_WORK TASK_
From the entries below, output the line with "repository 9f69c458bac6a02b" and each following line up to and including the line with "to the original.", exactly as written.

Records drawn from a dataset
──────

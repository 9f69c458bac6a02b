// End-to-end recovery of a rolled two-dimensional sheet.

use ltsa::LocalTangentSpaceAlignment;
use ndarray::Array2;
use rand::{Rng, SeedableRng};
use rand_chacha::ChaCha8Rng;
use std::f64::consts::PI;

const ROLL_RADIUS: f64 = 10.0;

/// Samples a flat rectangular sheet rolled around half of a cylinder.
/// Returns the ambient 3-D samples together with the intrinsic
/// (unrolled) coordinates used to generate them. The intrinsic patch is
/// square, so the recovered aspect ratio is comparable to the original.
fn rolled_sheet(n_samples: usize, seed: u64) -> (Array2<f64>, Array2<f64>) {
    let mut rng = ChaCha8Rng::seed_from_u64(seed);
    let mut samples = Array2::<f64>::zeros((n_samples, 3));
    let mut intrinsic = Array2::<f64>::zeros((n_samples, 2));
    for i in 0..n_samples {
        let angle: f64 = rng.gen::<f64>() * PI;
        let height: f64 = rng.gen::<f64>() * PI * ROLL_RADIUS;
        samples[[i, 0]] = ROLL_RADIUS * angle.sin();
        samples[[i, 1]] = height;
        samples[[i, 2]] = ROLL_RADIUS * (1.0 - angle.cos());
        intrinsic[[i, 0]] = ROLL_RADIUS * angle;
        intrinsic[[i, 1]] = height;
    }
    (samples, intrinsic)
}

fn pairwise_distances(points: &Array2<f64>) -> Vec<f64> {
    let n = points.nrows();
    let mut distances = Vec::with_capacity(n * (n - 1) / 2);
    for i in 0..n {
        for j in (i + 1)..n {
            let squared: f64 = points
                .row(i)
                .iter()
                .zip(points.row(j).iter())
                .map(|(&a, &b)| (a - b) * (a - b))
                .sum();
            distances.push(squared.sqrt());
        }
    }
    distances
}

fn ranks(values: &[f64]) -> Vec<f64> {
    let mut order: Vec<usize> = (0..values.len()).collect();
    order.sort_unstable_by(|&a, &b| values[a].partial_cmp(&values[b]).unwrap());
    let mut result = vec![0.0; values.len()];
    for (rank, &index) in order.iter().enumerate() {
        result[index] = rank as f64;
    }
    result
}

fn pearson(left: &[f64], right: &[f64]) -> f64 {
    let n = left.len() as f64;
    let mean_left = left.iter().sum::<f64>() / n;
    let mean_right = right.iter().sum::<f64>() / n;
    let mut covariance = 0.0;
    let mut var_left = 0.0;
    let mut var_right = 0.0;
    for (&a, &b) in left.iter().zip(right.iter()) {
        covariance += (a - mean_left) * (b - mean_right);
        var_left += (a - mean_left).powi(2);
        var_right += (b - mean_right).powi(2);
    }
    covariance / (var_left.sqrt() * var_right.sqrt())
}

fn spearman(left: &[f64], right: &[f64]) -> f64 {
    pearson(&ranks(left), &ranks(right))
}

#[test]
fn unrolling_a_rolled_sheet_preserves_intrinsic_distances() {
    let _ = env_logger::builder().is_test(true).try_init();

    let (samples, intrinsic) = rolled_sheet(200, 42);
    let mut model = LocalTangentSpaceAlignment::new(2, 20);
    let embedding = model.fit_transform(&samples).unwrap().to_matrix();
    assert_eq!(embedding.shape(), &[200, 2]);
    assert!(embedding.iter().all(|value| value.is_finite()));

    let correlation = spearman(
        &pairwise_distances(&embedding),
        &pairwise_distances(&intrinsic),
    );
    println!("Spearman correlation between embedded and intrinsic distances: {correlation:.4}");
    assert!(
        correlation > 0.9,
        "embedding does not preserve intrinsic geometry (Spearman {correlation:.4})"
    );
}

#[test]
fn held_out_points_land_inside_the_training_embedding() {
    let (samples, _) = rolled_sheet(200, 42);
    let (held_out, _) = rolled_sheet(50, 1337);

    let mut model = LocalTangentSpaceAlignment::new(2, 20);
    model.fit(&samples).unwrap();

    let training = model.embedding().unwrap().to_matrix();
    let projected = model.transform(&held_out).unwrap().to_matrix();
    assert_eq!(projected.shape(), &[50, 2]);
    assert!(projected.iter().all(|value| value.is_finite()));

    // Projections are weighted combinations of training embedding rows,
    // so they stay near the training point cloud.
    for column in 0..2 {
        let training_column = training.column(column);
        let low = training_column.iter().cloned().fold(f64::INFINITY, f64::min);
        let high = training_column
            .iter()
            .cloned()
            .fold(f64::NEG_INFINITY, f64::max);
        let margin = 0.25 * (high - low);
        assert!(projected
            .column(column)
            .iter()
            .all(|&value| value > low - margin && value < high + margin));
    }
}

──────

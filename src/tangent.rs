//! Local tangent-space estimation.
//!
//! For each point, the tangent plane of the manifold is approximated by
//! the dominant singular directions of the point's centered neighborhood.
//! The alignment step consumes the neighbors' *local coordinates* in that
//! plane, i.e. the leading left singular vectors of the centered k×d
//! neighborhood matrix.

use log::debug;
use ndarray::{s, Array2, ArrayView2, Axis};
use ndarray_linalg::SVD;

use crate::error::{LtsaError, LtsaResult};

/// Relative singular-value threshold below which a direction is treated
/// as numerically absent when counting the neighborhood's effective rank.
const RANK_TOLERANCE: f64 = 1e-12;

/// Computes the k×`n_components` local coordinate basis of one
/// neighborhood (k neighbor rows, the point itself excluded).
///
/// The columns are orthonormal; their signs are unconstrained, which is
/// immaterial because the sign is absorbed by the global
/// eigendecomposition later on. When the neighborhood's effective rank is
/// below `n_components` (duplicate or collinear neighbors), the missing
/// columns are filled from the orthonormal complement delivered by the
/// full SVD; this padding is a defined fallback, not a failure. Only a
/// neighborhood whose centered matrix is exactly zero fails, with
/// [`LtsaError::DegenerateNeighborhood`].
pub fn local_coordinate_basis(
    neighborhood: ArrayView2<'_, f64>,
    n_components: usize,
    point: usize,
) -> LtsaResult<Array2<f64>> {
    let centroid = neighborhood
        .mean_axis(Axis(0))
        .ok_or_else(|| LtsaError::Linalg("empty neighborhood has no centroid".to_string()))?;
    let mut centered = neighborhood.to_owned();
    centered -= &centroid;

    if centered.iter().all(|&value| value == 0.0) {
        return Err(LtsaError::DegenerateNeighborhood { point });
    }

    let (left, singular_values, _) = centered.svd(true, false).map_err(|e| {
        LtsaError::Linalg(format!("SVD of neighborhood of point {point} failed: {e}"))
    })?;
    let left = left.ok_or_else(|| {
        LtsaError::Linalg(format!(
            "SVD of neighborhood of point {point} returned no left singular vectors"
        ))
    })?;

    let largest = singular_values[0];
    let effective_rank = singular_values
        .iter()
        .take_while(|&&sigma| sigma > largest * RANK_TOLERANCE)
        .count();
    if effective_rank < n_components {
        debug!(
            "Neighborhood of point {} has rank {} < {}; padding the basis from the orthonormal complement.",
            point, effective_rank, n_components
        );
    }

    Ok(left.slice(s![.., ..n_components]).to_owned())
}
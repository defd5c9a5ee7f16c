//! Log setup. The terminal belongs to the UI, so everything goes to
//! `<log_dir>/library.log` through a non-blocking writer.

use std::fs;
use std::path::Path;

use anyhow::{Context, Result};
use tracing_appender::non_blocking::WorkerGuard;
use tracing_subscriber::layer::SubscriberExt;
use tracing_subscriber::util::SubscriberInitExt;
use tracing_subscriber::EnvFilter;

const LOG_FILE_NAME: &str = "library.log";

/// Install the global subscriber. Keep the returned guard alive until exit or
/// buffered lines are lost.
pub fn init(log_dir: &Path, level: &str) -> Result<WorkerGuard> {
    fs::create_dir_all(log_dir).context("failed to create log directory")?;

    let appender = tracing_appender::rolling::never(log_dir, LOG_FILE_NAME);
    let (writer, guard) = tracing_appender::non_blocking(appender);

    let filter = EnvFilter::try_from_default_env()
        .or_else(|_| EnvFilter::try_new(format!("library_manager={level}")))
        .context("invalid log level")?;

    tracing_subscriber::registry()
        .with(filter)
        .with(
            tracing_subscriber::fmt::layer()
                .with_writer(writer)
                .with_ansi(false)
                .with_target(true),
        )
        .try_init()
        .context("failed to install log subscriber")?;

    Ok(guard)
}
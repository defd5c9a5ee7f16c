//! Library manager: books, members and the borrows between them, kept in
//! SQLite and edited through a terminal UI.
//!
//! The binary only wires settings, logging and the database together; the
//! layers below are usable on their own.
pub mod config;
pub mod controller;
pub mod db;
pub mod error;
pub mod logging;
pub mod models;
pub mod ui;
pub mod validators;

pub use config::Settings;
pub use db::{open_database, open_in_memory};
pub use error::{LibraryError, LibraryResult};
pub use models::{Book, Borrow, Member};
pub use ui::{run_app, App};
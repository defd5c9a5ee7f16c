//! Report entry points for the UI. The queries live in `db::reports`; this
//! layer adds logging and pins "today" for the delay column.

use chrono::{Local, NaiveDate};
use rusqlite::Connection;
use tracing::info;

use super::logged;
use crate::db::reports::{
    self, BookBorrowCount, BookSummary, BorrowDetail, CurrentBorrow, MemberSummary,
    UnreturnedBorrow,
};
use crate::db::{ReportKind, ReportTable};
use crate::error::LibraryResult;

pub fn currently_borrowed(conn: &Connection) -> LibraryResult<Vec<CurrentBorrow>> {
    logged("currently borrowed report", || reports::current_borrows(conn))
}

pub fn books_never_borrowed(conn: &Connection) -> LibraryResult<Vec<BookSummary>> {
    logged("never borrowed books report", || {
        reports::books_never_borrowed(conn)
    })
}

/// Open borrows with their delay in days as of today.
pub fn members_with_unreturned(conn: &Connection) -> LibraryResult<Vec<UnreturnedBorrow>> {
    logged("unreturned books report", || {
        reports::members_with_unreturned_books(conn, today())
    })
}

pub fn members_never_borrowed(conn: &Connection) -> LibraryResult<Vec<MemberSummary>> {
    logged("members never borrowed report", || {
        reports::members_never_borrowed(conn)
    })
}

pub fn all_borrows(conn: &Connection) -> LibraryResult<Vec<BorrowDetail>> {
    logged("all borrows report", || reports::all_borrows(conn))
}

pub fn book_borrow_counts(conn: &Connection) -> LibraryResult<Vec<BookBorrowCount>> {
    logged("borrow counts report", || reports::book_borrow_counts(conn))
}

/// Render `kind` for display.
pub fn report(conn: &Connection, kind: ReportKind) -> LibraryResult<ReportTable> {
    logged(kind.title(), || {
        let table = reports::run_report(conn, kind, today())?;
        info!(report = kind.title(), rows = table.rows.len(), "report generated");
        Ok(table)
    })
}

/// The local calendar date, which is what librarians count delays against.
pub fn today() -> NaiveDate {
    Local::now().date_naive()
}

──────

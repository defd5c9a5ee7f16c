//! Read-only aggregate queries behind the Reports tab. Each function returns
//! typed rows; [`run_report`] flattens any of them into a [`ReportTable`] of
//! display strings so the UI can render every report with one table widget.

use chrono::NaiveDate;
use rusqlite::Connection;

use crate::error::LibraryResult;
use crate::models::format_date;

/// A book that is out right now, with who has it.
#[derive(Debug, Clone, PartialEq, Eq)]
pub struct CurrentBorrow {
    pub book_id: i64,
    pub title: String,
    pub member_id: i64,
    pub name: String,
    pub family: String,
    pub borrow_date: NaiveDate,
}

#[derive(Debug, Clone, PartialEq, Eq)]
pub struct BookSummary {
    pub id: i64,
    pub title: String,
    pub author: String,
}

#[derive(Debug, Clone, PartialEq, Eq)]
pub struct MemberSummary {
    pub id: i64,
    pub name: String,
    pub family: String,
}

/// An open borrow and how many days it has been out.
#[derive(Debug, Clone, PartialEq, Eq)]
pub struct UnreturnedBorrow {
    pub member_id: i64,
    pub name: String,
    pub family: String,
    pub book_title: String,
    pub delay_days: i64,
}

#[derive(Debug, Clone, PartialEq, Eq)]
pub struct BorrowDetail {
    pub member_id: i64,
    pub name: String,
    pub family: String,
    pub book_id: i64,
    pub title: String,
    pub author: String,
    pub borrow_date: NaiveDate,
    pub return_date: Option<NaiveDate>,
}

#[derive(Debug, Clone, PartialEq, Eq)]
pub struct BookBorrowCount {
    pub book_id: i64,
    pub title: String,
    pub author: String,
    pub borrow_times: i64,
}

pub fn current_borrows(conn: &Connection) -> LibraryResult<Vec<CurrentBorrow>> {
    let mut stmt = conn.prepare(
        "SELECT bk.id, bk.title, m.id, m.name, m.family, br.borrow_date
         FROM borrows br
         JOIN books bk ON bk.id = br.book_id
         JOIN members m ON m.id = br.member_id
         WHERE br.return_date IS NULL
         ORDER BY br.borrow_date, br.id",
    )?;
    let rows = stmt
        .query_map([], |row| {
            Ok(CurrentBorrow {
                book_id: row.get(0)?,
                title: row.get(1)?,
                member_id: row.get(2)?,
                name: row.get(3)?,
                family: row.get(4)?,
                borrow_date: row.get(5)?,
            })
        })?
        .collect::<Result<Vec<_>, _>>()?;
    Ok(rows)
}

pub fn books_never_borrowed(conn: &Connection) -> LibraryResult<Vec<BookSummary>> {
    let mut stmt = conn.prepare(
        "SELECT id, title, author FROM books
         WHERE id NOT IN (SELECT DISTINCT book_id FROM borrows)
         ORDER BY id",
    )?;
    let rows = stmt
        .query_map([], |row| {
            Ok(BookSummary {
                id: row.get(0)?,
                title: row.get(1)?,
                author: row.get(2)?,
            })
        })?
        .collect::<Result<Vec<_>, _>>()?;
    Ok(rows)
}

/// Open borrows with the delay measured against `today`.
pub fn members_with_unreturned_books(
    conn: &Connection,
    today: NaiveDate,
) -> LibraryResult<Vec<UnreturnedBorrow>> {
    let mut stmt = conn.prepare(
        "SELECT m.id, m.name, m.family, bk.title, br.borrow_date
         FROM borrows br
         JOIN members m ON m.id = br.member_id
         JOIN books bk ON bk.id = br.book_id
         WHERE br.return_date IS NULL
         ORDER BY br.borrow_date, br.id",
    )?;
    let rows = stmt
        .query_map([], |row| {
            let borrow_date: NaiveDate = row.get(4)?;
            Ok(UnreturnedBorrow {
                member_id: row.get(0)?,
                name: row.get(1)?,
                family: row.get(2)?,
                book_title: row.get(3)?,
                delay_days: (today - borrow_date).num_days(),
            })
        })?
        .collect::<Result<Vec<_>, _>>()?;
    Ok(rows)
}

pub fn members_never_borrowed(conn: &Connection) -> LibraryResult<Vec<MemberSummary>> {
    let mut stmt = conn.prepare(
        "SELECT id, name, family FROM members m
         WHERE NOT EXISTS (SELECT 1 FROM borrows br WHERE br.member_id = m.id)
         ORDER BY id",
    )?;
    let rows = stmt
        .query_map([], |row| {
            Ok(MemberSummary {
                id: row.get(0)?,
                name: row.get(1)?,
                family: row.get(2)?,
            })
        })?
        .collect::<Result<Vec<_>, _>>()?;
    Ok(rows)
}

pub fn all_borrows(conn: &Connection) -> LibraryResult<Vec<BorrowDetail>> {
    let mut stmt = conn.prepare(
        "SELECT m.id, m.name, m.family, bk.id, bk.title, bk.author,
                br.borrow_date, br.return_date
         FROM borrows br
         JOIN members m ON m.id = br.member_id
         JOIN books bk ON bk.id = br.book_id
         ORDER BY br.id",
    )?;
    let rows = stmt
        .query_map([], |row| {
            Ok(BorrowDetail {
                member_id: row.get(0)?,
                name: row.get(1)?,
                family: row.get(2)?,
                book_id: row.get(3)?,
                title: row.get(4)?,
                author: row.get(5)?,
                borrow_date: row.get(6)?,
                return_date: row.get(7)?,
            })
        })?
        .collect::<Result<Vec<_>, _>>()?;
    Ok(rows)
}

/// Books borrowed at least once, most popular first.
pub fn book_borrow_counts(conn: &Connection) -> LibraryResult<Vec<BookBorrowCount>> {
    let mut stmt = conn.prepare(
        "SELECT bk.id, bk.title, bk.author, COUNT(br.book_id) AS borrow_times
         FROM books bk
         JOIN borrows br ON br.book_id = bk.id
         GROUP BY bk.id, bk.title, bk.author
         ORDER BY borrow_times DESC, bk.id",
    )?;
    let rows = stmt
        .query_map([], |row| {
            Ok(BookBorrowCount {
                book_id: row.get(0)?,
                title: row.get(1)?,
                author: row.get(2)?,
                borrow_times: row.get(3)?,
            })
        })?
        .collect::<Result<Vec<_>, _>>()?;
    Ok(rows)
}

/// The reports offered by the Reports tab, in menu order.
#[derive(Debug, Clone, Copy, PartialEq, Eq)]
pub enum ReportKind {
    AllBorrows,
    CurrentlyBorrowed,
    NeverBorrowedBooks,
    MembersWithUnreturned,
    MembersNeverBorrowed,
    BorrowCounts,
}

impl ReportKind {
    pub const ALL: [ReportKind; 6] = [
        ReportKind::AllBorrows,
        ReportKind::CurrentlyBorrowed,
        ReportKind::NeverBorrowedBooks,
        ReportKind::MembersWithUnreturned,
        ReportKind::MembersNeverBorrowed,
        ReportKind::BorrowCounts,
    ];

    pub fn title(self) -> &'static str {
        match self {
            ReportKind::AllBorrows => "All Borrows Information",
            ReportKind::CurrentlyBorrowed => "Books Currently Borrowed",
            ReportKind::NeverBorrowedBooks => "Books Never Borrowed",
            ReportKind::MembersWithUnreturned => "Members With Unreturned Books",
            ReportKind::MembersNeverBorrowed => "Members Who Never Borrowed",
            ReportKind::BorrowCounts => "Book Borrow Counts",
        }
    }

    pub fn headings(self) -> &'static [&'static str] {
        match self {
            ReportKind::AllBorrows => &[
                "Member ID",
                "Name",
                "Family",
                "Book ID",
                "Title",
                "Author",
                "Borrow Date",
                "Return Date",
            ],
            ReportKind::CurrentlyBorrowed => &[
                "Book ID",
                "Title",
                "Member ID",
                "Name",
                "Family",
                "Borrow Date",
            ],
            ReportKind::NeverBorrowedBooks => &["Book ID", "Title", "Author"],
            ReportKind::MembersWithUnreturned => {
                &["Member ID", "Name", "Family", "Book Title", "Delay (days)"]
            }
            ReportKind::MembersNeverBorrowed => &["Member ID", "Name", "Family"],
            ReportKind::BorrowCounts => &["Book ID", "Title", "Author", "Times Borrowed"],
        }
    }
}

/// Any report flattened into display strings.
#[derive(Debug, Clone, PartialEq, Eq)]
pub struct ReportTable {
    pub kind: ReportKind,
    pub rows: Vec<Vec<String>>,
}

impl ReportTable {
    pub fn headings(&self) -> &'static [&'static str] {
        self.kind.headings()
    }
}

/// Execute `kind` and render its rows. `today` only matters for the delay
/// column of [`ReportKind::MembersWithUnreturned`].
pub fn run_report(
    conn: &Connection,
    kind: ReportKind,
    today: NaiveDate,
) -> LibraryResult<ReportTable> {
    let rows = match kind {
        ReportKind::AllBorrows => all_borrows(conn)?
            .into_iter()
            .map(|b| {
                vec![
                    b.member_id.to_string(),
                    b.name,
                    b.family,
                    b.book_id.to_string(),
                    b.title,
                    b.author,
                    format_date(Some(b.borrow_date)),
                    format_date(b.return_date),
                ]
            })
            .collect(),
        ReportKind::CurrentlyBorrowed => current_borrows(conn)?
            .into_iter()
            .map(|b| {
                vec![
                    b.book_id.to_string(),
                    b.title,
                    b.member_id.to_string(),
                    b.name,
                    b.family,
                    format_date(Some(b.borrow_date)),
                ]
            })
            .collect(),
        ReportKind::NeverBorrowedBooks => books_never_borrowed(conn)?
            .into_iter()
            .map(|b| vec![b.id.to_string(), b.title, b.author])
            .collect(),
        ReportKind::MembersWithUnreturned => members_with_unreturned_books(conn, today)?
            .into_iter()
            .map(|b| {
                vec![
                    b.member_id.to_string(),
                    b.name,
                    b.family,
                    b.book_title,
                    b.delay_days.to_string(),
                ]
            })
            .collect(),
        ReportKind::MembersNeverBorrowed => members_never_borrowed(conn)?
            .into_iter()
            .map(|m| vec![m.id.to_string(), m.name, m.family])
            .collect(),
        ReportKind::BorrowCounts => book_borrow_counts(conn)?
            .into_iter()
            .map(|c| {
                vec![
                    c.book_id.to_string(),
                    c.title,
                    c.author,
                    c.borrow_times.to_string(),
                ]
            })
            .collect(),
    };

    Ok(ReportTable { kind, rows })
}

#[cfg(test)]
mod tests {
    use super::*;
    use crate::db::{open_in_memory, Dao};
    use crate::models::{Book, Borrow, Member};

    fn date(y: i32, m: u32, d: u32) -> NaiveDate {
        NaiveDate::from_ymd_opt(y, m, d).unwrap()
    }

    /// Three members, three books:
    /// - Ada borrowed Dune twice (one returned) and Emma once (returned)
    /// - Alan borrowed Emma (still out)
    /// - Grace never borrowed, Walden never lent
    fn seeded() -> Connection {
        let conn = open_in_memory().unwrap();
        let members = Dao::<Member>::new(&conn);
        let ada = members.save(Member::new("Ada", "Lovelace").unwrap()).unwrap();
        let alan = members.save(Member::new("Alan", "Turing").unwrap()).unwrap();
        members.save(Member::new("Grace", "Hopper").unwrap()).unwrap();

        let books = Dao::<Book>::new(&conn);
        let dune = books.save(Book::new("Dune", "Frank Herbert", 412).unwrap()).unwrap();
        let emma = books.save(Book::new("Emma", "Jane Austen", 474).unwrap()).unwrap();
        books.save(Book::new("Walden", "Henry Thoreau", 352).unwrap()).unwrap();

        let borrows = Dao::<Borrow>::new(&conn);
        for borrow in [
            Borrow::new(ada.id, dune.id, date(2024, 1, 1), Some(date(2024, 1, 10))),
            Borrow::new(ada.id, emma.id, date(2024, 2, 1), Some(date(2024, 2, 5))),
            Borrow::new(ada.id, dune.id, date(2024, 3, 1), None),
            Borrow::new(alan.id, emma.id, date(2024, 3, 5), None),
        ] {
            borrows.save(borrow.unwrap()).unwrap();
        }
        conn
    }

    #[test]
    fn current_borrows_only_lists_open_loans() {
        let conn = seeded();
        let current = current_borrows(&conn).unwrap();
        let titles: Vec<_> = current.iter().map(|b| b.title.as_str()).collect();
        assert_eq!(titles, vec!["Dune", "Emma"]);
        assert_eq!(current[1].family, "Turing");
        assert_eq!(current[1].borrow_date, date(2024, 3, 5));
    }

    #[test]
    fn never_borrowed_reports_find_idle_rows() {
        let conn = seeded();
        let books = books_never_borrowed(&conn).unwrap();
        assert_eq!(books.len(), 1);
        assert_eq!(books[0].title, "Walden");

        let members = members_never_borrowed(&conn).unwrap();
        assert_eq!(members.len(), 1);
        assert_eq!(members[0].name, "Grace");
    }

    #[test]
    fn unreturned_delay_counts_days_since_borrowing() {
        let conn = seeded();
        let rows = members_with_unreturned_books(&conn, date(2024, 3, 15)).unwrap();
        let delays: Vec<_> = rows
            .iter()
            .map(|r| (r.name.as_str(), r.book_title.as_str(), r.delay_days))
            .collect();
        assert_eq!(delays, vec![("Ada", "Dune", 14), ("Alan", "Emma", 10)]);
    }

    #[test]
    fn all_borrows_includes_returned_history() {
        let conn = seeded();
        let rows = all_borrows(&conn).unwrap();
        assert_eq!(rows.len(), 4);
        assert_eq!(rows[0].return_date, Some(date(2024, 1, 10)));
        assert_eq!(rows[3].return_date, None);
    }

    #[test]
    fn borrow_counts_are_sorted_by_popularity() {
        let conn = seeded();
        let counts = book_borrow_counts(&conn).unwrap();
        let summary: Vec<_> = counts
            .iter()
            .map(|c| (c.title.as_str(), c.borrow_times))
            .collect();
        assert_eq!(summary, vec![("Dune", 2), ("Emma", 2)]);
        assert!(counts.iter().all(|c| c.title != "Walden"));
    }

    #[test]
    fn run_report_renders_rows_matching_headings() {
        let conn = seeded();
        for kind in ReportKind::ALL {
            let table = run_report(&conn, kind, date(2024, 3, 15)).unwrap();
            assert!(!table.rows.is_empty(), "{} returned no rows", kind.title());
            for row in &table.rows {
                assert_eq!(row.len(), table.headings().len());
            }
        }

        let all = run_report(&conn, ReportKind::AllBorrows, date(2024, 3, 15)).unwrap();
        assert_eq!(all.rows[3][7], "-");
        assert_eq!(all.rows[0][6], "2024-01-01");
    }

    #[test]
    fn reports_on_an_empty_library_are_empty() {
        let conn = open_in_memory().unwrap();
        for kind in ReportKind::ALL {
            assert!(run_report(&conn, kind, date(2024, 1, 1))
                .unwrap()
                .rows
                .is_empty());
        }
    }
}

──────

_WRITTEN ANSWER_
repository 9f69c458bac6a02b
// End-to-end recovery of a rolled two-dimensional sheet.

use ltsa::LocalTangentSpaceAlignment;
use ndarray::Array2;
use rand::{Rng, SeedableRng};
use rand_chacha::ChaCha8Rng;
use std::f64::consts::PI;

const ROLL_RADIUS: f64 = 10.0;

/// Samples a flat rectangular sheet rolled around half of a cylinder.
/// Returns the ambient 3-D samples together with the intrinsic
/// (unrolled) coordinates used to generate them. The intrinsic patch is
/// square, so the recovered aspect ratio is comparable to the original.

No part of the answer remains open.